|Shuo Yang||Shanghai Jiao Tong University, P.R. China|
|Kunyan Han||Shanghai Jiao Tong University, P.R. China|
|Zhenzhe Zheng||Shanghai Jiao Tong University, P.R. China|
|Shaojie Tang||University of Texas at Dallas, USA|
|Fan Wu||Shanghai Jiao Tong University, P.R. China|
In mobile crowdsensing, finding the best match between tasks and users is crucial to ensure both the quality and effectiveness of a crowdsensing system. Existing works usually assume a centralized task assignment by the platform, without addressing the need of fine-grained personalized task matching. In this paper, we argue that it is essential to match tasks to users based on a careful characterization of both the users' preferences and reliability levels. To that end, we propose a personalized task recommender system for mobile crowdsensing, which recommends tasks to users based on a recommendation score that jointly takes each user's preference and reliability into consideration. We first present a simple but effective method to profile the users' preferences by exploiting the implicit feedback from their historical performance.
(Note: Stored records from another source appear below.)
use chrono::NaiveDate;
use serde::{Deserialize, Serialize};
use strum_macros::{AsRefStr, EnumString};
use utoipa::ToSchema;

#[derive(Debug, Clone, Copy, PartialEq, Eq, Serialize, Deserialize, ToSchema, AsRefStr, EnumString)]
pub enum LoanStatus {
    Pending,
    Approved,
    Declined,
}

varchar_enum!(LoanStatus);

#[derive(Debug, Clone, Serialize, Deserialize, sqlx::FromRow, ToSchema)]
pub struct Loan {
    pub id: String,
    pub employee_id: String,
    pub emp_name: String,
    #[schema(value_type = String, format = "date")]
    pub req_date: NaiveDate,
    pub status: LoanStatus,
    pub amount_req: f64,
    pub amount_app: Option<f64>,
    pub balance: Option<f64>,
    /// Payback term
    pub installment: Option<f64>,
    #[schema(value_type = Option<String>, format = "date")]
    pub payback_date: Option<NaiveDate>,
    pub remaining: Option<f64>,
    pub approved_by: Option<String>,
    pub staff_note: Option<String>,
    pub note: Option<String>,
    pub cancel_reason: Option<String>,
    pub created_at: i64,
    pub updated_at: Option<i64>,
}

#[derive(Debug, Clone, Serialize, sqlx::FromRow, ToSchema)]
pub struct LoanActivity {
    pub message: String,
    pub created_at: i64,
}
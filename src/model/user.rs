use sqlx::FromRow;

#[derive(Debug, FromRow)]
pub struct User {
    pub id: u64,
    pub username: String,
    pub password: String,
    pub role_id: u8,
    pub employee_id: Option<String>,
    pub is_active: bool,
}

#[derive(FromRow)]
pub struct RefreshTokenRecord {
    pub id: u64,
    pub user_id: u64,
    pub revoked: bool,
}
Then, to profile the users' reliability levels, we formalize the problem as a semi-supervised learning model, and propose an efficient block coordinate descent algorithm to solve the problem. For some tasks that lack historical information, we further propose a matrix factorization method to infer the users' reliability on those tasks. We conduct extensive experiments to evaluate the performance of our system, and the evaluation results demonstrate that our system can achieve superior performance to our benchmarks in both user profiling and personalized task matching.